§ **TASK INSTRUCTIONS**: Go over the data and copy out each line with "ParamsBuilder" in it.

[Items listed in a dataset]
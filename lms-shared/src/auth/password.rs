/// Password hashing and password rules
///
/// Passwords are hashed with Argon2id (64 MB memory, 3 passes, 4 lanes) and
/// stored in PHC string format, so parameters travel with the hash and can
/// be raised later without invalidating existing accounts.
///
/// # Example
///
/// ```
/// use lms_shared::auth::password::{hash_password, verify_password, validate_password};
///
/// # fn example() -> Result<(), Box<dyn std::error::Error>> {
/// validate_password("correct horse battery")?;
///
/// let hash = hash_password("correct horse battery")?;
/// assert!(verify_password("correct horse battery", &hash)?);
/// assert!(!verify_password("wrong", &hash)?);
/// # Ok(())
/// # }
/// ```

use argon2::{
    password_hash::{rand_core::OsRng, PasswordHash, PasswordHasher, PasswordVerifier, SaltString},
    Argon2, ParamsBuilder, Version,
};

/// Minimum number of characters in a password
pub const MIN_PASSWORD_LENGTH: usize = 8;

/// Error type for password operations
#[derive(Debug, thiserror::Error)]
pub enum PasswordError {
    /// Failed to hash password
    #[error("Failed to hash password: {0}")]
    HashError(String),

    /// Failed to verify password
    #[error("Failed to verify password: {0}")]
    VerifyError(String),

    /// Stored hash is not a PHC string
    #[error("Invalid password hash format: {0}")]
    InvalidHash(String),

    /// Password does not satisfy the password rules
    #[error("{0}")]
    TooWeak(String),
}

/// Hashes a password using Argon2id
///
/// Output looks like `$argon2id$v=19$m=65536,t=3,p=4$<salt>$<hash>`.
pub fn hash_password(password: &str) -> Result<String, PasswordError> {
    let salt = SaltString::generate(&mut OsRng);

    let params = ParamsBuilder::new()
        .m_cost(65536)
        .t_cost(3)
        .p_cost(4)
        .output_len(32)
        .build()
        .map_err(|e| PasswordError::HashError(format!("Invalid parameters: {}", e)))?;

    let argon2 = Argon2::new(argon2::Algorithm::Argon2id, Version::V0x13, params);

    let password_hash = argon2
        .hash_password(password.as_bytes(), &salt)
        .map_err(|e| PasswordError::HashError(format!("Hash generation failed: {}", e)))?;

    Ok(password_hash.to_string())
}

/// Verifies a password against a stored hash
///
/// # Returns
///
/// `Ok(true)` on match, `Ok(false)` on mismatch
///
/// # Errors
///
/// Returns an error if the stored hash cannot be parsed
pub fn verify_password(password: &str, hash: &str) -> Result<bool, PasswordError> {
    let parsed_hash = PasswordHash::new(hash)
        .map_err(|e| PasswordError::InvalidHash(format!("Failed to parse hash: {}", e)))?;

    // Parameters are read from the hash itself
    match Argon2::default().verify_password(password.as_bytes(), &parsed_hash) {
        Ok(_) => Ok(true),
        Err(argon2::password_hash::Error::Password) => Ok(false),
        Err(e) => Err(PasswordError::VerifyError(format!("Verification failed: {}", e))),
    }
}

/// Checks a new password against the password rules
///
/// - at least [`MIN_PASSWORD_LENGTH`] characters
/// - not made of digits only
pub fn validate_password(password: &str) -> Result<(), PasswordError> {
    if password.chars().count() < MIN_PASSWORD_LENGTH {
        return Err(PasswordError::TooWeak(format!(
            "Password must be at least {} characters long",
            MIN_PASSWORD_LENGTH
        )));
    }

    if password.chars().all(|c| c.is_ascii_digit()) {
        return Err(PasswordError::TooWeak(
            "Password cannot be entirely numeric".to_string(),
        ));
    }

    Ok(())
}

#[cfg(test)]
mod tests {
    use super::*;

    #[test]
    fn test_hash_password_format() {
        let hash = hash_password("test_password_123").unwrap();

        assert!(hash.starts_with("$argon2id$"));
        assert!(hash.contains("v=19"));
        assert!(hash.contains("m=65536"));
        assert!(hash.contains("t=3"));
        assert!(hash.contains("p=4"));
    }

    #[test]
    fn test_hash_password_produces_different_salts() {
        let hash1 = hash_password("same_password").unwrap();
        let hash2 = hash_password("same_password").unwrap();
        assert_ne!(hash1, hash2);
    }

    #[test]
    fn test_verify_password() {
        let hash = hash_password("correct_password").unwrap();

        assert!(verify_password("correct_password", &hash).unwrap());
        assert!(!verify_password("wrong_password", &hash).unwrap());
        assert!(!verify_password("", &hash).unwrap());
    }

    #[test]
    fn test_verify_password_invalid_hash() {
        assert!(matches!(
            verify_password("password", "invalid_hash"),
            Err(PasswordError::InvalidHash(_))
        ));
        // Parses as a PHC string but can never match
        assert!(matches!(
            verify_password("password", "$argon2id$invalid"),
            Ok(false) | Err(_)
        ));
    }

    #[test]
    fn test_validate_password_rules() {
        assert!(validate_password("longenough").is_ok());
        assert!(validate_password("12345abc").is_ok());
        assert!(validate_password("пароль-ок").is_ok());

        let err = validate_password("short").unwrap_err();
        assert!(err.to_string().contains("at least 8 characters"));

        let err = validate_password("1234567890").unwrap_err();
        assert!(err.to_string().contains("entirely numeric"));
    }
}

§ **EXERCISE SOLUTION**:
    Argon2, ParamsBuilder, Version,
    let params = ParamsBuilder::new()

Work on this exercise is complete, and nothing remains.